To support the principle of reuse, the underlying data model for organizing con­tent in the warehouse must avoid applica­tion-specific denormalizations that cause loss of relationships or detail inherent to the business data. Extensibility and flexibility of the underlying data model is critical for sup­porting data content and analytic applica­tions that have not yet been conceived.

A healthy data warehouse continues to extend its content to sustain the long-term value proposition for analytics within the enterprise. A key principle of success for ongoing extension to the data warehouse is that new analytic applications should be capable of leveraging new content together with existing content, without major rede­signs, in order to minimize delivery times and maximize return on investment (ROI) for the information repository.

The importance of a data model blueprint

Without a data model blueprint, there will be no governing framework for organizing content in the data warehouse. In fact, the typical result is a collection of independent data marts. Each data mart aligns to the needs of a specific analytic application or department. The problem is that content is difficult to reuse when data marts are deployed in this way because the data models are usually specific to a particu­lar purpose; data is often summarized or otherwise denormalized without regard to the needs of knowledge workers other than those sponsoring a particular project.

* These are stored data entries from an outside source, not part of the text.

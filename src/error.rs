// Copyright 2025 N. Dornseif
//
// Dual-licensed under Apache 2.0 and MIT terms.

//! Error type shared by the battery loader, the dispatcher and the CLI.

use std::fmt;

pub type Result<T> = std::result::Result<T, Error>;

#[derive(Debug)]
pub enum Error {
    /// Custom battery file could not be parsed.
    BatteryFile { line: usize, reason: String },
    /// A test option is missing, malformed or out of range.
    InvalidOption {
        test: String,
        option: String,
        reason: String,
    },
    UnknownTest(String),
    UnknownBattery(String),
    UnknownGenerator(String),
    /// Generator emitted bits above its declared output width.
    GeneratorOutputWidth { name: String, width: u32 },
    Io(std::io::Error),
}

impl fmt::Display for Error {
    fn fmt(&self, f: &mut fmt::Formatter<'_>) -> fmt::Result {
        match self {
            Error::BatteryFile { line, reason } => write!(f, "Error in line {line}. {reason}"),
            Error::InvalidOption {
                test,
                option,
                reason,
            } => write!(f, "Invalid '{option}' value for test '{test}': {reason}"),
            Error::UnknownTest(name) => write!(f, "Unknown test '{name}'"),
            Error::UnknownBattery(name) => write!(f, "Unknown battery '{name}'"),
            Error::UnknownGenerator(name) => write!(f, "Unknown generator '{name}'"),
            Error::GeneratorOutputWidth { name, width } => write!(
                f,
                "Generator '{name}' returned values wider than its declared {width} bits"
            ),
            Error::Io(e) => write!(f, "I/O error: {e}"),
        }
    }
}

impl std::error::Error for Error {
    fn source(&self) -> Option<&(dyn std::error::Error + 'static)> {
        match self {
            Error::Io(e) => Some(e),
            _ => None,
        }
    }
}

impl From<std::io::Error> for Error {
    fn from(e: std::io::Error) -> Self {
        Error::Io(e)
    }
}

#[cfg(test)]
mod tests {
    use super::*;

    #[test]
    fn battery_file_error_names_the_line() {
        let e = Error::BatteryFile {
            line: 7,
            reason: "Unknown test 'foo'".to_owned(),
        };
        assert_eq!(e.to_string(), "Error in line 7. Unknown test 'foo'");
    }
}
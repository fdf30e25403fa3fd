// Copyright 2025 N. Dornseif
//
// Dual-licensed under Apache 2.0 and MIT terms.

//! Process wide seed source shared by all generator instances of one run.

use std::sync::{Mutex, PoisonError};

use log::debug;
use rand::{rngs::StdRng, RngCore, SeedableRng};

struct SeedState {
    rng: StdRng,
    log: Vec<(String, u64)>,
}

/// Hands out 64 bit seeds under a lock and remembers who asked for which.
/// Every draw is serialized so concurrently created instances never share
/// or corrupt seeds.
pub struct SeedSource {
    state: Mutex<SeedState>,
}

impl SeedSource {
    /// Reproducible source derived from `seed`.
    pub fn from_seed(seed: u64) -> Self {
        Self::with_rng(StdRng::seed_from_u64(seed))
    }

    /// Source seeded from OS entropy.
    pub fn from_entropy() -> Self {
        Self::with_rng(StdRng::from_os_rng())
    }

    fn with_rng(rng: StdRng) -> Self {
        SeedSource {
            state: Mutex::new(SeedState {
                rng,
                log: Vec::new(),
            }),
        }
    }

    /// Draw the next seed for `requester`.
    pub fn seed64(&self, requester: &str) -> u64 {
        let mut state = self.state.lock().unwrap_or_else(PoisonError::into_inner);
        let seed = state.rng.next_u64();
        state.log.push((requester.to_owned(), seed));
        debug!("seed {seed:#018x} -> {requester}");
        seed
    }

    /// Independent `StdRng` seeded from this source, e.g. for shuffling.
    pub fn derive_rng(&self, requester: &str) -> StdRng {
        StdRng::seed_from_u64(self.seed64(requester))
    }

    /// Copy of all seeds handed out so far, in draw order.
    pub fn seed_log(&self) -> Vec<(String, u64)> {
        self.state
            .lock()
            .unwrap_or_else(PoisonError::into_inner)
            .log
            .clone()
    }
}

#[cfg(test)]
mod tests {
    use super::*;

    #[test]
    fn fixed_seed_is_reproducible() {
        let a = SeedSource::from_seed(5);
        let b = SeedSource::from_seed(5);
        assert_eq!(a.seed64("x"), b.seed64("y"));
        assert_eq!(a.seed64("x"), b.seed64("y"));
    }

    #[test]
    fn concurrent_draws_are_unique_and_logged() {
        let source = SeedSource::from_seed(1);
        std::thread::scope(|s| {
            for t in 0..4 {
                let source = &source;
                s.spawn(move || {
                    for _ in 0..100 {
                        source.seed64(&format!("worker-{t}"));
                    }
                });
            }
        });
        let log = source.seed_log();
        assert_eq!(log.len(), 400);
        let mut seeds: Vec<u64> = log.iter().map(|(_, s)| *s).collect();
        seeds.sort_unstable();
        seeds.dedup();
        assert_eq!(seeds.len(), 400);
    }
}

The enterprise data model for a data warehouse is like the city plan for designing a metropolis. It is not an effective strategy to build out a complex system without a plan. Without a plan, chaos will ensue.

The inherent lack of extensibility in most data mart deployments that are not within an enterprise data model framework causes each new data mart to replicate significant data—and all of the ETL work that goes along with the acquisition of such data—that has already been provisioned to previous data marts. These data marts may or may not exist on the same platform or in the same database technology. Moreover, each data mart will inevitably source its content in a slightly dif­ferent manner. This will likely cause confu­sion within an organization when multiple knowledge worker communities produce analytic results with inconsistent data.

Moreover, each data mart will require care and feeding to support ongoing updates, data quality management, capacity planning, performance tuning, backups and so on. Studies have shown that the cost of multiple data mart deployments is approxi­mately 70% higher than when data can be consistently reused within an enterprise data warehouse (EDW) framework.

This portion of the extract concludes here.